Stored data:

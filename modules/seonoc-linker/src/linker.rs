//! Conflict ↔ optimization linking: every detected conflict becomes a
//! trackable remediation task, with fingerprint-based recurrence detection
//! and two-way status synchronization.

use std::collections::HashMap;
use std::sync::Arc;

use bson::{doc, Bson};
use chrono::{DateTime, Duration, Utc};
use serde_json::json;
use tracing::info;
use uuid::Uuid;

use seonoc_common::error::{NocError, NocResult};
use seonoc_common::types::{
    ActorRef, AffectedScope, AuditSeverity, Conflict, ConflictStatus, ExpectedImpact,
    Optimization, OptimizationStatus, TopicFamily,
};
use seonoc_graph::DetectedConflict;
use seonoc_ledger::record_audit;
use seonoc_notify::NotificationRouter;
use seonoc_store::StoreClient;

use crate::fingerprint::fingerprint_of;
use crate::messages;

#[derive(Debug, Default, Clone, serde::Serialize)]
pub struct LinkerSummary {
    pub processed: usize,
    pub new_conflicts: usize,
    pub recurring_conflicts: usize,
    pub optimizations_created: usize,
    pub notifications_sent: usize,
}

pub struct ConflictLinker {
    store: StoreClient,
    router: Arc<NotificationRouter>,
}
use anyhow::Result;
use bson::doc;
use chrono::{DateTime, Utc};
use mongodb::{Collection, Database};

use seonoc_common::types::SchedulerState;

/// Cross-restart dedup keys for the workers ("expiration:2026-08-01",
/// "unmonitored_reminders", ...).
#[derive(Clone)]
pub struct SchedulerStateRepo {
    coll: Collection<SchedulerState>,
}

impl SchedulerStateRepo {
    pub fn new(db: &Database) -> Self {
        Self {
            coll: db.collection("scheduler_state"),
        }
    }

    pub async fn last_run(&self, key: &str) -> Result<Option<DateTime<Utc>>> {
        Ok(self
            .coll
            .find_one(doc! { "key": key })
            .await?
            .map(|s| s.last_run_at))
    }

    pub async fn mark_run(&self, key: &str, at: DateTime<Utc>) -> Result<()> {
        self.coll
            .update_one(
                doc! { "key": key },
                doc! { "$set": { "key": key, "last_run_at": bson::to_bson(&at)? } },
            )
            .upsert(true)
            .await?;
        Ok(())
    }
}
/// Normalize an optimized path.
///
/// Empty, whitespace-only and "/" all mean the domain root and collapse to
/// `None`. Anything else gets a leading "/" and loses any trailing "/".
pub fn normalize_path(raw: Option<&str>) -> Option<String> {
    let trimmed = raw?.trim();
    if trimmed.is_empty() || trimmed == "/" {
        return None;
    }
    let mut path = if trimmed.starts_with('/') {
        trimmed.to_string()
    } else {
        format!("/{trimmed}")
    };
    while path.len() > 1 && path.ends_with('/') {
        path.pop();
    }
    Some(path)
}

/// Human-readable node label: "domain.com/path" or bare "domain.com" at root.
pub fn node_label(domain_name: &str, optimized_path: Option<&str>) -> String {
    match optimized_path {
        Some(path) if path != "/" => format!("{domain_name}{path}"),
        _ => domain_name.to_string(),
    }
}

#[cfg(test)]
mod tests {
    use super::*;

    #[test]
    fn root_forms_collapse_to_none() {
        assert_eq!(normalize_path(None), None);
        assert_eq!(normalize_path(Some("")), None);
        assert_eq!(normalize_path(Some("   ")), None);
        assert_eq!(normalize_path(Some("/")), None);
    }

    #[test]
    fn leading_slash_is_ensured() {
        assert_eq!(normalize_path(Some("blog")), Some("/blog".to_string()));
        assert_eq!(normalize_path(Some("/blog")), Some("/blog".to_string()));
    }

    #[test]
    fn trailing_slash_is_stripped() {
        assert_eq!(normalize_path(Some("/blog/")), Some("/blog".to_string()));
        assert_eq!(normalize_path(Some("blog///")), Some("/blog".to_string()));
    }

    #[test]
    fn nested_paths_keep_inner_slashes() {
        assert_eq!(
            normalize_path(Some("blog/2024/post/")),
            Some("/blog/2024/post".to_string())
        );
    }

    #[test]
    fn normalization_is_idempotent() {
        for raw in ["", "/", "blog", "/blog/", "a/b/c/"] {
            let once = normalize_path(Some(raw));
            let twice = normalize_path(once.as_deref());
            assert_eq!(once, twice, "not idempotent for {raw:?}");
        }
    }

    #[test]
    fn labels() {
        assert_eq!(node_label("money.com", None), "money.com");
        assert_eq!(node_label("support.com", Some("/blog")), "support.com/blog");
    }
}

_TASK PROMPT_
All lines above that include the word "chrono" should be located and copied.

_RESPONSE AREA_
use chrono::{DateTime, Duration, Utc};
use chrono::{DateTime, Utc};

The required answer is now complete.